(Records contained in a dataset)

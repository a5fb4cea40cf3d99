//! TOML configuration of the tree database and logging.

mod config;

pub use config::{
    Config, ConfigError, ConfigResult, DriverConfig, LoggingConfig, TreeDbConfig,
    DEFAULT_BATCH_RELOAD_SIZE, DEFAULT_TREE_NAME,
};
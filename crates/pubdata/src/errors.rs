use thiserror::Error;
use zkl2_primitives::CodecError;

use crate::types::TxType;

pub type PubDataResult<T> = Result<T, PubDataError>;

#[derive(Debug, Error, Clone, PartialEq, Eq)]
pub enum PubDataError {
    #[error("unknown tx type tag {0}")]
    UnknownTxType(u8),

    #[error("{tx_type:?} record must be {expected} bytes, got {got}")]
    InvalidLength {
        tx_type: TxType,
        expected: usize,
        got: usize,
    },

    #[error("pubdata of {got} bytes is not a multiple of the {stride}-byte tx stride")]
    UnalignedBatch { got: usize, stride: usize },

    #[error("{tx_type:?} record has non-zero padding at byte {offset}")]
    NonZeroPadding { tx_type: TxType, offset: usize },

    #[error("record truncated: needed {needed} more bytes, {remaining} left")]
    Truncated { needed: usize, remaining: usize },

    #[error("{kind} amount {value} is outside the packable range")]
    Unpackable { kind: &'static str, value: String },

    #[error("{kind} amount {value} is negative")]
    NegativeAmount { kind: &'static str, value: String },

    #[error("codec: {0}")]
    Codec(#[from] CodecError),
}
//! Driver trait implemented by every tree backing store.

use std::fmt::Debug;

use crate::{errors::DbResult, types::WriteBatch};

/// Raw key/value store shared by the trees of a forest.
///
/// Drivers only need to provide point reads, atomic batch writes and prefix
/// scans; versioning, journaling and namespacing are layered on top by the
/// tree implementation so every driver observes identical semantics.
///
/// ## Invariants
///
/// - A batch passed to [`TreeStore::write_batch`] is applied atomically and in
///   order: readers never observe a partially applied batch.
/// - [`TreeStore::scan_prefix`] returns every live key starting with the
///   prefix, sorted by key.
pub trait TreeStore: Send + Sync + Debug {
    /// Reads the value stored under `key`.
    fn get(&self, key: &[u8]) -> DbResult<Option<Vec<u8>>>;

    /// Applies every operation in `batch` atomically.
    fn write_batch(&self, batch: WriteBatch) -> DbResult<()>;

    /// Returns all entries whose key starts with `prefix`, sorted by key.
    fn scan_prefix(&self, prefix: &[u8]) -> DbResult<Vec<(Vec<u8>, Vec<u8>)>>;

    /// Whether committed history survives a process restart.
    ///
    /// Stores that do not persist history have their trees stamped with the
    /// externally supplied block height instead of being rolled back.
    fn persists_history(&self) -> bool;

    /// Flushes buffered writes to durable storage, if the driver buffers.
    fn flush(&self) -> DbResult<()> {
        Ok(())
    }
}
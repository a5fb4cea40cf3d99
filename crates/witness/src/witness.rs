//! Fixed-shape witness bundles handed to the prover.

use serde::{Deserialize, Serialize};
use zkl2_primitives::Buf32;
use zkl2_pubdata::TxPubData;
use zkl2_smt::MerkleProof;
use zkl2_state::{AccountLeaf, AssetLeaf, LiquidityLeaf, NftLeaf};

/// Roots of the forest at one instant.
#[derive(Copy, Clone, Debug, PartialEq, Eq, Serialize, Deserialize)]
pub struct ForestRoots {
    pub account: Buf32,
    pub liquidity: Buf32,
    pub nft: Buf32,
    pub state: Buf32,
}

#[derive(Clone, Debug, PartialEq, Eq, Serialize, Deserialize)]
pub struct AssetWitness {
    pub asset_id: u64,
    pub before: AssetLeaf,
    pub after: AssetLeaf,
    /// Proof of `before` against the account's asset root before the tx.
    pub proof: MerkleProof,
}

#[derive(Clone, Debug, PartialEq, Eq, Serialize, Deserialize)]
pub struct AccountWitness {
    pub account_index: u64,
    pub before: AccountLeaf,
    pub after: AccountLeaf,
    /// Proof of `before` against the account root before the tx.
    pub proof: MerkleProof,
    /// Always [`NB_ACCOUNT_ASSETS_PER_ACCOUNT`] entries.
    ///
    /// [`NB_ACCOUNT_ASSETS_PER_ACCOUNT`]: zkl2_primitives::constants::NB_ACCOUNT_ASSETS_PER_ACCOUNT
    pub assets: Vec<AssetWitness>,
}

#[derive(Clone, Debug, PartialEq, Eq, Serialize, Deserialize)]
pub struct LiquidityWitness {
    pub pair_index: u64,
    pub before: LiquidityLeaf,
    pub after: LiquidityLeaf,
    pub proof: MerkleProof,
}

#[derive(Clone, Debug, PartialEq, Eq, Serialize, Deserialize)]
pub struct NftWitness {
    pub nft_index: u64,
    pub before: NftLeaf,
    pub after: NftLeaf,
    pub proof: MerkleProof,
}

/// Everything the transaction circuit needs for one tx.
#[derive(Clone, Debug, PartialEq, Eq, Serialize, Deserialize)]
pub struct TxWitness {
    pub pubdata: TxPubData,
    pub roots_before: ForestRoots,
    pub roots_after: ForestRoots,
    /// Always [`NB_ACCOUNTS_PER_TX`] entries; unused slots sit at the
    /// sentinel account index.
    ///
    /// [`NB_ACCOUNTS_PER_TX`]: zkl2_primitives::constants::NB_ACCOUNTS_PER_TX
    pub accounts: Vec<AccountWitness>,
    pub liquidity: LiquidityWitness,
    pub nft: NftWitness,
}

impl TxWitness {
    pub fn state_root_before(&self) -> Buf32 {
        self.roots_before.state
    }

    pub fn state_root_after(&self) -> Buf32 {
        self.roots_after.state
    }
}

/// A padded block of transaction witnesses and its on-chain commitment.
#[derive(Clone, Debug, PartialEq, Eq, Serialize, Deserialize)]
pub struct BlockWitness {
    pub height: u64,
    pub created_at: u64,
    pub old_state_root: Buf32,
    pub new_state_root: Buf32,
    #[serde(with = "hex::serde")]
    pub pubdata: Vec<u8>,
    pub on_chain_ops_count: u64,
    pub commitment: Buf32,
    pub txs: Vec<TxWitness>,
}
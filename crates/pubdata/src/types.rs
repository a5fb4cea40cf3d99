use num_enum::{IntoPrimitive, TryFromPrimitive};
use serde::{Deserialize, Serialize};

/// Transaction type tag, the first byte of every pubdata record.
#[derive(
    Copy,
    Clone,
    Debug,
    PartialEq,
    Eq,
    Hash,
    PartialOrd,
    Ord,
    IntoPrimitive,
    TryFromPrimitive,
    Serialize,
    Deserialize,
)]
#[repr(u8)]
pub enum TxType {
    Empty = 0,
    RegisterZns = 1,
    CreatePair = 2,
    UpdatePairRate = 3,
    Deposit = 4,
    DepositNft = 5,
    Transfer = 6,
    Swap = 7,
    AddLiquidity = 8,
    RemoveLiquidity = 9,
    Withdraw = 10,
    CreateCollection = 11,
    MintNft = 12,
    TransferNft = 13,
    AtomicMatch = 14,
    CancelOffer = 15,
    WithdrawNft = 16,
    FullExit = 17,
    FullExitNft = 18,
}

impl TxType {
    /// Length of the unpadded record, tag included.
    pub const fn record_size(self) -> usize {
        match self {
            Self::Empty => 1,
            Self::RegisterZns => 101,
            Self::CreatePair => 15,
            Self::UpdatePairRate => 11,
            Self::Deposit => 43,
            Self::DepositNft => 102,
            Self::Transfer => 56,
            Self::Swap => 39,
            Self::AddLiquidity | Self::RemoveLiquidity => 38,
            Self::Withdraw => 51,
            Self::CreateCollection => 15,
            Self::MintNft => 58,
            Self::TransferNft => 54,
            Self::AtomicMatch => 44,
            Self::CancelOffer => 16,
            Self::WithdrawNft => 130,
            Self::FullExit => 43,
            Self::FullExitNft => 122,
        }
    }

    /// Whether the transaction is submitted on L1 and has no L2 signer.
    pub const fn is_priority_op(self) -> bool {
        matches!(
            self,
            Self::RegisterZns
                | Self::CreatePair
                | Self::UpdatePairRate
                | Self::Deposit
                | Self::DepositNft
                | Self::FullExit
                | Self::FullExitNft
        )
    }

    /// Whether the L1 contract must process the record when the block is
    /// verified.
    pub const fn is_on_chain_op(self) -> bool {
        self.is_priority_op() || matches!(self, Self::Withdraw | Self::WithdrawNft)
    }

    pub const fn all() -> [TxType; 19] {
        [
            Self::Empty,
            Self::RegisterZns,
            Self::CreatePair,
            Self::UpdatePairRate,
            Self::Deposit,
            Self::DepositNft,
            Self::Transfer,
            Self::Swap,
            Self::AddLiquidity,
            Self::RemoveLiquidity,
            Self::Withdraw,
            Self::CreateCollection,
            Self::MintNft,
            Self::TransferNft,
            Self::AtomicMatch,
            Self::CancelOffer,
            Self::WithdrawNft,
            Self::FullExit,
            Self::FullExitNft,
        ]
    }
}
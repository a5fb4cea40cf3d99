//! Big-endian cursor helpers for fixed-width pubdata records.

use alloy_primitives::{Address, U256};
use zkl2_primitives::{Buf32, CodecError};

use crate::{
    errors::{PubDataError, PubDataResult},
    packed::{PackedAmount, PackedFee},
};

/// Appends fixed-width big-endian fields to a record.
#[derive(Debug, Default)]
pub(crate) struct RecordWriter {
    buf: Vec<u8>,
}

impl RecordWriter {
    pub(crate) fn with_capacity(capacity: usize) -> Self {
        Self {
            buf: Vec::with_capacity(capacity),
        }
    }

    pub(crate) fn put_u8(&mut self, v: u8) {
        self.buf.push(v);
    }

    pub(crate) fn put_u16(&mut self, v: u16) {
        self.buf.extend_from_slice(&v.to_be_bytes());
    }

    pub(crate) fn put_u24(&mut self, field: &'static str, v: u32) -> PubDataResult<()> {
        self.put_uint(field, v.into(), 3)
    }

    pub(crate) fn put_u32(&mut self, v: u32) {
        self.buf.extend_from_slice(&v.to_be_bytes());
    }

    pub(crate) fn put_u40(&mut self, field: &'static str, v: u64) -> PubDataResult<()> {
        self.put_uint(field, v, 5)
    }

    pub(crate) fn put_u128(&mut self, v: u128) {
        self.buf.extend_from_slice(&v.to_be_bytes());
    }

    pub(crate) fn put_u256(&mut self, v: &U256) {
        self.buf.extend_from_slice(&v.to_be_bytes::<32>());
    }

    pub(crate) fn put_buf32(&mut self, v: &Buf32) {
        self.buf.extend_from_slice(v.as_bytes());
    }

    pub(crate) fn put_address(&mut self, v: &Address) {
        self.buf.extend_from_slice(v.as_slice());
    }

    pub(crate) fn put_amount(&mut self, v: PackedAmount) {
        // Packed amounts are always 40 bits wide.
        self.buf.extend_from_slice(&v.raw().to_be_bytes()[3..]);
    }

    pub(crate) fn put_fee(&mut self, v: PackedFee) {
        self.put_u16(v.raw());
    }

    fn put_uint(&mut self, field: &'static str, v: u64, width: usize) -> PubDataResult<()> {
        let bits = (width * 8) as u32;
        if v >> bits != 0 {
            return Err(CodecError::Overflow { field, bits }.into());
        }
        self.buf.extend_from_slice(&v.to_be_bytes()[8 - width..]);
        Ok(())
    }

    pub(crate) fn into_inner(self) -> Vec<u8> {
        self.buf
    }
}

/// Reads fixed-width big-endian fields from a record.
#[derive(Debug)]
pub(crate) struct RecordReader<'a> {
    buf: &'a [u8],
    offset: usize,
}

impl<'a> RecordReader<'a> {
    pub(crate) fn new(buf: &'a [u8]) -> Self {
        Self { buf, offset: 0 }
    }

    fn take(&mut self, n: usize) -> PubDataResult<&'a [u8]> {
        let remaining = self.buf.len() - self.offset;
        if n > remaining {
            return Err(PubDataError::Truncated {
                needed: n,
                remaining,
            });
        }
        let out = &self.buf[self.offset..self.offset + n];
        self.offset += n;
        Ok(out)
    }

    fn read_uint(&mut self, width: usize) -> PubDataResult<u64> {
        let mut raw = [0u8; 8];
        raw[8 - width..].copy_from_slice(self.take(width)?);
        Ok(u64::from_be_bytes(raw))
    }

    pub(crate) fn read_u8(&mut self) -> PubDataResult<u8> {
        Ok(self.take(1)?[0])
    }

    pub(crate) fn read_u16(&mut self) -> PubDataResult<u16> {
        Ok(self.read_uint(2)? as u16)
    }

    pub(crate) fn read_u24(&mut self) -> PubDataResult<u32> {
        Ok(self.read_uint(3)? as u32)
    }

    pub(crate) fn read_u32(&mut self) -> PubDataResult<u32> {
        Ok(self.read_uint(4)? as u32)
    }

    pub(crate) fn read_u40(&mut self) -> PubDataResult<u64> {
        self.read_uint(5)
    }

    pub(crate) fn read_u128(&mut self) -> PubDataResult<u128> {
        let mut raw = [0u8; 16];
        raw.copy_from_slice(self.take(16)?);
        Ok(u128::from_be_bytes(raw))
    }

    pub(crate) fn read_u256(&mut self) -> PubDataResult<U256> {
        Ok(U256::from_be_slice(self.take(32)?))
    }

    pub(crate) fn read_buf32(&mut self) -> PubDataResult<Buf32> {
        Ok(Buf32::try_from_slice("buf32", self.take(32)?)?)
    }

    pub(crate) fn read_address(&mut self) -> PubDataResult<Address> {
        Ok(Address::from_slice(self.take(20)?))
    }

    pub(crate) fn read_amount(&mut self) -> PubDataResult<PackedAmount> {
        PackedAmount::from_raw(self.read_u40()?)
    }

    pub(crate) fn read_fee(&mut self) -> PubDataResult<PackedFee> {
        Ok(PackedFee::from_raw(self.read_u16()?))
    }

    pub(crate) fn position(&self) -> usize {
        self.offset
    }
}

#[cfg(test)]
mod tests {
    use super::*;

    #[test]
    fn test_odd_widths_roundtrip() {
        let mut w = RecordWriter::default();
        w.put_u24("offer_id", 0x00ab_cdef).unwrap();
        w.put_u40("nft_index", 0x12_3456_789a).unwrap();
        let raw = w.into_inner();
        assert_eq!(raw, vec![0xab, 0xcd, 0xef, 0x12, 0x34, 0x56, 0x78, 0x9a]);

        let mut r = RecordReader::new(&raw);
        assert_eq!(r.read_u24().unwrap(), 0x00ab_cdef);
        assert_eq!(r.read_u40().unwrap(), 0x12_3456_789a);
        assert_eq!(r.position(), 8);
    }

    #[test]
    fn test_overflowing_field_rejected() {
        let mut w = RecordWriter::default();
        assert_eq!(
            w.put_u24("offer_id", 1 << 24).unwrap_err(),
            PubDataError::Codec(CodecError::Overflow {
                field: "offer_id",
                bits: 24
            })
        );
        assert!(w.put_u40("nft_index", 1 << 40).is_err());
    }

    #[test]
    fn test_short_read() {
        let mut r = RecordReader::new(&[1, 2]);
        assert_eq!(
            r.read_u32().unwrap_err(),
            PubDataError::Truncated {
                needed: 4,
                remaining: 2
            }
        );
    }
}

▶ _Directions for this task_: Check each line above for the string "height", then copy the ones that have it.

▶ _Exercise answer_:
    /// externally supplied block height instead of being rolled back.
    pub height: u64,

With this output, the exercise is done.